Mia - Hieb & Stichfest
Columbia / Sony Music Domestic VÖ: 19.08.2002
Es ist schön wenn man Trends hinterher rennt, denn das klappt
meistens nie, sorgt aber für Belustigung des Publikums - müsste
man sich dabei nur nicht diese Musik anhören wie bei Mia. Nach
eigener Aussage ist Mia der Punk der 80er, dazu kommt dann der angesagte
Electropunk Berlins und das freche Image Pink's für die Mieze
(ja so nennt sich die Sängerin von Mia). Gute Zutaten muss
man sich bei der Plattenfirma gedacht haben, sonst hätte man
dieses Album wohl nicht unter so großem Getöse ins Rennen
geschickt. Der Versuch auf der Welle mitzureiten ist jedenfalls
kläglich gescheitert.
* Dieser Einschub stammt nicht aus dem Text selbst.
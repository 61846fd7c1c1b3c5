//! In-memory queue broker for testing and single-process scenarios.
//!
//! This module provides a thread-safe broker holding any number of named
//! queues. It implements `QueueTransport` with the same delivery model a
//! hosted queue has, which makes it useful for:
//! - Unit and integration testing without external dependencies
//! - Single-process applications and demos (see `without_recording`)
//! - Exercising redelivery and failure paths deterministically

use std::collections::{HashMap, HashSet, VecDeque};
use std::sync::{Arc, Mutex, MutexGuard, PoisonError};
use std::time::Duration;

use async_trait::async_trait;
use tokio::sync::Notify;
use tokio::time::Instant;

use super::message::{RawMessage, ReceiptHandle};
use super::transport::{QueueTransport, TransportError};

/// Visibility window applied when none is configured.
pub const DEFAULT_VISIBILITY_TIMEOUT: Duration = Duration::from_secs(30);

/// In-memory queue broker.
///
/// Features:
/// - Cloneable handle; all clones share the same queues
/// - Long polling that wakes as soon as a message is sent
/// - Visibility window: received messages that are not deleted in time are
///   redelivered with an incremented `receive_count` and a fresh receipt
/// - Records every send and delete for assertions, until drained with
///   [`take_sent`](Self::take_sent) / [`take_deleted`](Self::take_deleted)
///   or switched off with [`without_recording`](Self::without_recording)
/// - Fault injection for receive and send failures
///
/// ## Example
///
/// ```ignore
/// use std::time::Duration;
/// use profile_relay::bus::{InMemoryQueue, QueueTransport};
///
/// let queue = InMemoryQueue::new();
/// queue.create_queue("requests");
///
/// queue.send("requests", r#"{"eventType":"PING"}"#.to_string()).await?;
///
/// let batch = queue.receive("requests", 10, Duration::from_secs(1)).await?;
/// assert_eq!(batch.len(), 1);
/// queue.delete("requests", &batch[0].receipt).await?;
/// ```
#[derive(Clone)]
pub struct InMemoryQueue {
    inner: Arc<Inner>,
}

struct Inner {
    state: Mutex<BrokerState>,
    notify: Notify,
}

struct BrokerState {
    queues: HashMap<String, QueueState>,
    visibility_timeout: Duration,
    next_sequence: u64,
    failing_receives: usize,
    rejected_sends: HashSet<String>,
    recording: bool,
}

#[derive(Default)]
struct QueueState {
    ready: VecDeque<StoredMessage>,
    in_flight: HashMap<ReceiptHandle, InFlight>,
    deleted: Vec<ReceiptHandle>,
    sent: Vec<String>,
}

#[derive(Clone)]
struct StoredMessage {
    message_id: String,
    body: String,
    receive_count: u32,
}

struct InFlight {
    message: StoredMessage,
    visible_at: Instant,
}

impl QueueState {
    /// Move in-flight messages whose window has passed back to the ready list.
    fn requeue_expired(&mut self, now: Instant) {
        let expired: Vec<ReceiptHandle> = self
            .in_flight
            .iter()
            .filter(|(_, flight)| flight.visible_at <= now)
            .map(|(receipt, _)| receipt.clone())
            .collect();

        for receipt in expired {
            if let Some(flight) = self.in_flight.remove(&receipt) {
                self.ready.push_back(flight.message);
            }
        }
    }

    fn next_expiry(&self) -> Option<Instant> {
        self.in_flight.values().map(|flight| flight.visible_at).min()
    }
}

impl Default for InMemoryQueue {
    fn default() -> Self {
        Self::new()
    }
}

impl InMemoryQueue {
    /// Create an empty broker with the default visibility window.
    pub fn new() -> Self {
        Self {
            inner: Arc::new(Inner {
                state: Mutex::new(BrokerState {
                    queues: HashMap::new(),
                    visibility_timeout: DEFAULT_VISIBILITY_TIMEOUT,
                    next_sequence: 0,
                    failing_receives: 0,
                    rejected_sends: HashSet::new(),
                    recording: true,
                }),
                notify: Notify::new(),
            }),
        }
    }

    /// Set the visibility window for messages received from now on.
    pub fn with_visibility_timeout(self, timeout: Duration) -> Self {
        self.state().visibility_timeout = timeout;
        self
    }

    /// Stop recording sends and deletes.
    ///
    /// For long-running processes, where the recordings would otherwise
    /// keep a copy of every body ever sent.
    pub fn without_recording(self) -> Self {
        self.state().recording = false;
        self
    }

    fn state(&self) -> MutexGuard<'_, BrokerState> {
        self.inner
            .state
            .lock()
            .unwrap_or_else(PoisonError::into_inner)
    }

    /// Create a queue. Creating an existing queue is a no-op.
    pub fn create_queue(&self, name: &str) {
        self.state().queues.entry(name.to_string()).or_default();
    }

    /// Whether a queue with this name exists.
    pub fn has_queue(&self, name: &str) -> bool {
        self.state().queues.contains_key(name)
    }

    /// Bodies currently waiting to be received, in delivery order.
    pub fn messages(&self, queue: &str) -> Vec<String> {
        self.state()
            .queues
            .get(queue)
            .map(|q| q.ready.iter().map(|m| m.body.clone()).collect())
            .unwrap_or_default()
    }

    /// Number of messages received but neither deleted nor redelivered yet.
    pub fn in_flight(&self, queue: &str) -> usize {
        self.state()
            .queues
            .get(queue)
            .map(|q| q.in_flight.len())
            .unwrap_or_default()
    }

    /// Receipts deleted from `queue` since the last drain, in deletion order.
    pub fn deleted(&self, queue: &str) -> Vec<ReceiptHandle> {
        self.state()
            .queues
            .get(queue)
            .map(|q| q.deleted.clone())
            .unwrap_or_default()
    }

    /// Every body sent to `queue` since the last drain, including ones
    /// already consumed.
    pub fn sent(&self, queue: &str) -> Vec<String> {
        self.state()
            .queues
            .get(queue)
            .map(|q| q.sent.clone())
            .unwrap_or_default()
    }

    /// Drain the recorded sends of `queue`.
    pub fn take_sent(&self, queue: &str) -> Vec<String> {
        self.state()
            .queues
            .get_mut(queue)
            .map(|q| std::mem::take(&mut q.sent))
            .unwrap_or_default()
    }

    /// Drain the recorded deletes of `queue`.
    pub fn take_deleted(&self, queue: &str) -> Vec<ReceiptHandle> {
        self.state()
            .queues
            .get_mut(queue)
            .map(|q| std::mem::take(&mut q.deleted))
            .unwrap_or_default()
    }

    /// Make every in-flight message of `queue` visible again immediately.
    ///
    /// Equivalent to waiting out the visibility window.
    pub fn expire_in_flight(&self, queue: &str) {
        let mut state = self.state();
        if let Some(q) = state.queues.get_mut(queue) {
            for flight in q.in_flight.values_mut() {
                flight.visible_at = Instant::now();
            }
        }
        drop(state);
        self.inner.notify.notify_waiters();
    }

    /// Make the next `count` calls to `receive` fail with `ConnectionFailed`.
    pub fn fail_next_receives(&self, count: usize) {
        self.state().failing_receives = count;
    }

    /// Make every send to `queue` fail with `Rejected` until accepted again.
    pub fn reject_sends_to(&self, queue: &str) {
        self.state().rejected_sends.insert(queue.to_string());
    }

    /// Undo [`reject_sends_to`](Self::reject_sends_to).
    pub fn accept_sends_to(&self, queue: &str) {
        self.state().rejected_sends.remove(queue);
    }

    /// Try to take a batch without waiting.
    ///
    /// Returns the batch (possibly empty) and the instant at which the next
    /// in-flight message becomes visible again, if any.
    fn take_batch(
        &self,
        queue: &str,
        max_messages: usize,
    ) -> Result<(Vec<RawMessage>, Option<Instant>), TransportError> {
        let mut guard = self.state();
        let state = &mut *guard;

        if state.failing_receives > 0 {
            state.failing_receives -= 1;
            return Err(TransportError::ConnectionFailed(
                "injected receive failure".to_string(),
            ));
        }

        let q = state
            .queues
            .get_mut(queue)
            .ok_or_else(|| TransportError::QueueNotFound(queue.to_string()))?;

        let now = Instant::now();
        q.requeue_expired(now);

        let mut batch = Vec::new();
        while batch.len() < max_messages {
            let Some(mut message) = q.ready.pop_front() else {
                break;
            };
            message.receive_count += 1;
            state.next_sequence += 1;

            let receipt = ReceiptHandle::new(format!(
                "{}:{}",
                message.message_id, state.next_sequence
            ));
            batch.push(RawMessage {
                message_id: message.message_id.clone(),
                receipt: receipt.clone(),
                body: message.body.clone(),
                receive_count: message.receive_count,
            });
            q.in_flight.insert(
                receipt,
                InFlight {
                    message,
                    visible_at: now + state.visibility_timeout,
                },
            );
        }

        Ok((batch, q.next_expiry()))
    }
}

#[async_trait]
impl QueueTransport for InMemoryQueue {
    async fn receive(
        &self,
        queue: &str,
        max_messages: usize,
        wait: Duration,
    ) -> Result<Vec<RawMessage>, TransportError> {
        let deadline = Instant::now() + wait;
        let max_messages = max_messages.max(1);

        loop {
            // Register for wakeups before looking, so a send racing with
            // the check below is not missed.
            let notified = self.inner.notify.notified();
            tokio::pin!(notified);
            notified.as_mut().enable();

            let (batch, next_expiry) = self.take_batch(queue, max_messages)?;
            if !batch.is_empty() {
                return Ok(batch);
            }

            if Instant::now() >= deadline {
                return Ok(batch);
            }

            let wake_at = next_expiry.map_or(deadline, |expiry| expiry.min(deadline));
            tokio::select! {
                _ = &mut notified => {}
                _ = tokio::time::sleep_until(wake_at) => {}
            }
        }
    }

    async fn delete(&self, queue: &str, receipt: &ReceiptHandle) -> Result<(), TransportError> {
        let mut state = self.state();
        let recording = state.recording;
        let q = state
            .queues
            .get_mut(queue)
            .ok_or_else(|| TransportError::QueueNotFound(queue.to_string()))?;

        match q.in_flight.remove(receipt) {
            Some(_) => {
                if recording {
                    q.deleted.push(receipt.clone());
                }
                Ok(())
            }
            None => Err(TransportError::InvalidReceipt(receipt.to_string())),
        }
    }

    async fn send(&self, queue: &str, body: String) -> Result<(), TransportError> {
        {
            let mut state = self.state();
            if state.rejected_sends.contains(queue) {
                return Err(TransportError::Rejected(format!(
                    "sends to '{}' are rejected",
                    queue
                )));
            }

            let recording = state.recording;
            let q = state
                .queues
                .get_mut(queue)
                .ok_or_else(|| TransportError::QueueNotFound(queue.to_string()))?;

            if recording {
                q.sent.push(body.clone());
            }
            q.ready.push_back(StoredMessage {
                message_id: uuid::Uuid::new_v4().to_string(),
                body,
                receive_count: 0,
            });
        }

        self.inner.notify.notify_waiters();
        Ok(())
    }
}
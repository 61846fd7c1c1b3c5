//! Request/reply over an in-memory broker.
//!
//! Starts a consumer answering `USER_PROFILE_REQUESTED`, then asks for an
//! existing client, an existing professional and a user that does not
//! exist, printing each reply.
//!
//! ```sh
//! RUST_LOG=profile_relay=debug cargo run --example request_reply
//! ```

use std::sync::Arc;
use std::time::Duration;

use chrono::Utc;
use profile_relay::bus::{InMemoryQueue, Publisher};
use profile_relay::config::{ConsumerConfig, QueueSettings, RoleIds};
use profile_relay::profile::{
    Client, FullProfileResolver, InMemoryProfileStore, Professional, User,
    UserProfileRequestedHandler, USER_PROFILE_REQUESTED,
};
use profile_relay::service::{build_handler_registry, Consumer, MessageHandler, Requester};
use serde_json::json;
use tracing_subscriber::{EnvFilter, FmtSubscriber};

const REQUEST_QUEUE: &str = "user-profile-requests";

fn seed(store: &InMemoryProfileStore, roles: RoleIds) -> Result<(), Box<dyn std::error::Error>> {
    let now = Utc::now();
    let user = |id: i64, username: &str, role_id: i64| User {
        id,
        firebase_uid: format!("firebase-{id}"),
        username: username.to_string(),
        email: format!("{username}@example.com"),
        first_name: username.to_string(),
        last_name: "Demo".to_string(),
        phone: None,
        address: None,
        role_id,
        is_active: true,
        is_verified: true,
        email_verified_at: Some(now),
        created_at: now,
        updated_at: now,
    };

    store.insert_user(user(5, "carla", roles.client))?;
    store.insert_client(Client {
        id: 1,
        user_id: 5,
        preferred_payment_method: Some("card".to_string()),
        loyalty_points: 40,
        notes: None,
        created_at: now,
        updated_at: now,
    })?;

    store.insert_user(user(7, "pablo", roles.professional))?;
    store.insert_professional(Professional {
        id: 1,
        user_id: 7,
        bio: Some("Colorist".to_string()),
        specialization: Some("Color".to_string()),
        license_number: Some("LIC-0007".to_string()),
        years_experience: Some(8),
        is_available: true,
        created_at: now,
        updated_at: now,
    })?;

    Ok(())
}

#[tokio::main]
async fn main() -> Result<(), Box<dyn std::error::Error>> {
    let env_filter = EnvFilter::try_from_default_env().unwrap_or_else(|_| EnvFilter::new("info"));
    let subscriber = FmtSubscriber::builder()
        .with_env_filter(env_filter)
        .with_target(true)
        .finish();
    tracing::subscriber::set_global_default(subscriber)?;

    let roles = RoleIds::from_env()?;
    let config = QueueSettings::from_env()?
        .consumer_config()
        .unwrap_or_else(|| ConsumerConfig::new(REQUEST_QUEUE))
        .with_wait_time(Duration::from_secs(1));

    let queue = InMemoryQueue::new().without_recording();
    queue.create_queue(&config.queue);

    let store = InMemoryProfileStore::new();
    seed(&store, roles)?;

    let handler: Arc<dyn MessageHandler> = Arc::new(UserProfileRequestedHandler::new(
        Arc::new(FullProfileResolver::new(store, roles)),
        Publisher::new(Arc::new(queue.clone())),
    ));
    let registry = Arc::new(build_handler_registry([handler])?);

    let request_queue = config.queue.clone();
    let consumer = Consumer::new(Arc::new(queue.clone()), registry, config).spawn();

    let reply_queue = format!("reply-{}", uuid::Uuid::new_v4());
    queue.create_queue(&reply_queue);
    let requester = Requester::new(Arc::new(queue.clone()), request_queue, reply_queue)
        .with_timeout(Duration::from_secs(10));

    for user_id in [5, 7, 999_999] {
        let response = requester
            .request(USER_PROFILE_REQUESTED, json!({ "userId": user_id }))
            .await?;

        match response.into_result() {
            Ok(profile) => println!(
                "user {} -> {} profile: {}",
                user_id,
                profile["profileType"],
                serde_json::to_string_pretty(&profile)?
            ),
            Err(e) => println!("user {} -> {}", user_id, e),
        }
    }

    let stats = consumer.stop().await;
    println!("Handled {} requests in {} polls", stats.handled, stats.polls);

    Ok(())
}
Das Ergebnis, die 13 Songs auf dem Album,
ist grässlich und nervig. Von Anfang bis Ende wirkt alles konstruiert
und gekünstelt, Mieze Mia nervt mit ihrer Pieps-Stimme und
ihren dämlichen Texten, und die Beats rufen ebenfalls nur Entsetzen
hervor. Schamlos wird hier an einem Produkt herumdesignt, alles
wird verwurstet, was sich verkaufen könnte, auch ein David
Bowie Coversong. Gute Nacht. Wertung 3/10.